The black, compact car waited for her out front and she climbed in the passenger seat.

“I don’t get too many hospital breakouts,” the woman said, putting the car into gear.

Becca chuckled. “It’s not like that,” she said. “I’m really fine, I just need to hurry back and get my cat fed.”

“Crazy cat lady,” the woman said as she peered to look for traffic behind her. Becca heard her and laughed.

“If you only knew,” Becca replied. She wasn’t in the mood for small talk but appreciated the driver’s humor in her situation.
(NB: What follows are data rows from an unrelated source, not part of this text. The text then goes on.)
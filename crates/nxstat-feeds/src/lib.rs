//! nxstat-feeds — log line sources for nxstat.
//!
//! A [`Feed`] hands out raw line bytes one at a time; [`ingest`] pumps them
//! through a [`Pipeline`](nxstat_core::Pipeline) into an
//! [`Aggregator`](nxstat_core::Aggregator). Only one line, capped at
//! [`MAX_LINE_BYTES`], is resident at a time, so input size is bounded by
//! disk, not memory.

pub mod error;
pub mod file;
pub mod ingest;
pub mod reader;
pub mod stdin;

pub use error::FeedError;
pub use file::{open, FileFeed};
pub use ingest::ingest;
pub use reader::ReaderFeed;
pub use stdin::StdinFeed;

use std::io::{self, BufRead, Read};

/// Path argument that selects standard input instead of a file.
pub const STDIN_PATH: &str = "-";

/// Longest line, terminator included, that a feed hands out whole.
pub const MAX_LINE_BYTES: usize = 64 * 1024;

/// A source of raw log lines.
pub trait Feed {
    /// Human-readable source name for diagnostics.
    fn name(&self) -> &str;

    /// Read the next line into `buf`, replacing its contents. The line
    /// terminator is kept. Returns `false` at end of input.
    ///
    /// A line longer than [`MAX_LINE_BYTES`] is cut to `MAX_LINE_BYTES + 1`
    /// bytes and the rest of it is discarded; see [`is_oversized`].
    fn next_line(&mut self, buf: &mut Vec<u8>) -> Result<bool, FeedError>;
}

impl<F: Feed + ?Sized> Feed for Box<F> {
    fn name(&self) -> &str {
        (**self).name()
    }

    fn next_line(&mut self, buf: &mut Vec<u8>) -> Result<bool, FeedError> {
        (**self).next_line(buf)
    }
}

/// True if `line` came back from [`Feed::next_line`] cut short.
pub fn is_oversized(line: &[u8]) -> bool {
    line.len() > MAX_LINE_BYTES
}

/// Shared `BufRead` plumbing for the concrete feeds.
pub(crate) fn read_line<R: BufRead>(
    reader: &mut R,
    name: &str,
    buf: &mut Vec<u8>,
) -> Result<bool, FeedError> {
    let read_error = |source| FeedError::Read {
        name: name.to_string(),
        source,
    };
    buf.clear();
    let read = reader
        .by_ref()
        .take(MAX_LINE_BYTES as u64 + 1)
        .read_until(b'\n', buf)
        .map_err(read_error)?;
    if read == 0 {
        return Ok(false);
    }
    if is_oversized(buf) && buf.last() != Some(&b'\n') {
        skip_line(reader).map_err(read_error)?;
    }
    Ok(true)
}

/// Discard input up to and including the next newline.
fn skip_line<R: BufRead>(reader: &mut R) -> io::Result<()> {
    loop {
        let (used, done) = {
            let available = match reader.fill_buf() {
                Ok(available) => available,
                Err(err) if err.kind() == io::ErrorKind::Interrupted => continue,
                Err(err) => return Err(err),
            };
            match available.iter().position(|&b| b == b'\n') {
                Some(end) => (end + 1, true),
                None => (available.len(), available.is_empty()),
            }
        };
        reader.consume(used);
        if done {
            return Ok(());
        }
    }
}
//! Number formatting helpers shared by the report sections.

/// `1234567` → `"1,234,567"`.
pub fn thousands(n: u64) -> String {
    let digits = n.to_string();
    let mut out = String::with_capacity(digits.len() + digits.len() / 3);
    for (i, ch) in digits.chars().enumerate() {
        if i > 0 && (digits.len() - i) % 3 == 0 {
            out.push(',');
        }
        out.push(ch);
    }
    out
}

/// Two-decimal percentage padded to the report column, e.g. `"    12.50%"`.
pub fn percent(value: f64) -> String {
    format!("{value:>9.2}%")
}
She was beginning to feel exactly like what she expected crazy cat ladies would feel.


She was surprised to see the house was not a mess when she opened the door and was greeted by Cora’s purrs and rubs against her leg. The smell in the air was of fresh flowers and she saw the vase next to the door with the letter leaning against it.


Dear Becca,


I am so sorry that you are ill. If there is anything else I can do to assist you, please contact me.

In the matters that we were discussing, I will need your attention at your earliest convenience. It is of the utmost importance. Please do not delay as it could quite literally lead to a life and death situation.


Yours in service,

Gerard Honeyweather


Becca shuttered and felt a cold chill pass through her body. Not only did she never want to see this man again, she was disgusted by the idea that he had been in the house without her. It was time to change the locks. It was also time to involve her dad in order to find that loophole.

Cora jumped onto the table and pushed her nose on her arm in an effort to grab her attention. “Hey, girl,” Becca said and patted Cora on the head. She paused and looked around the front entrance to the house. It’s staircase, long and intricately designed wood that had been painted to make each design stand out in its own right, seemed to call to her. Knowing each small twist and turn of the wood stood in its minute level of importance made her feel a little less insignificant in the world.

Her phone rang again. This time it was her dad. One thing she hated, was the amount of attention given to her in these times. Not that she didn’t love attention, but each person had their own idea of how she should proceed, what she should do, and how she should handle everyone and everything. She was certain that Jenny filled John in at least enough that his fatherly protective instinct had kicked in. There was really no other reason for his calling. He was all business in all areas of his life.

She again waited for the ringing to stop. She opened up her texts and selected Jenny’s name. “I’m fine. Back at the house. I’ll get a hold of you later,” she typed. Then she copied and pasted it to her dad’s name. She tossed her phone onto the small table and walked away, ignoring the replies. She needed a few moments to sort all the words that ran through her head. Never silent, always tormenting, her brain wasn’t content with her going with the flow and having just experienced…whatever the hell that was she had experienced that landed her in the hospital. No, she needed to be alone.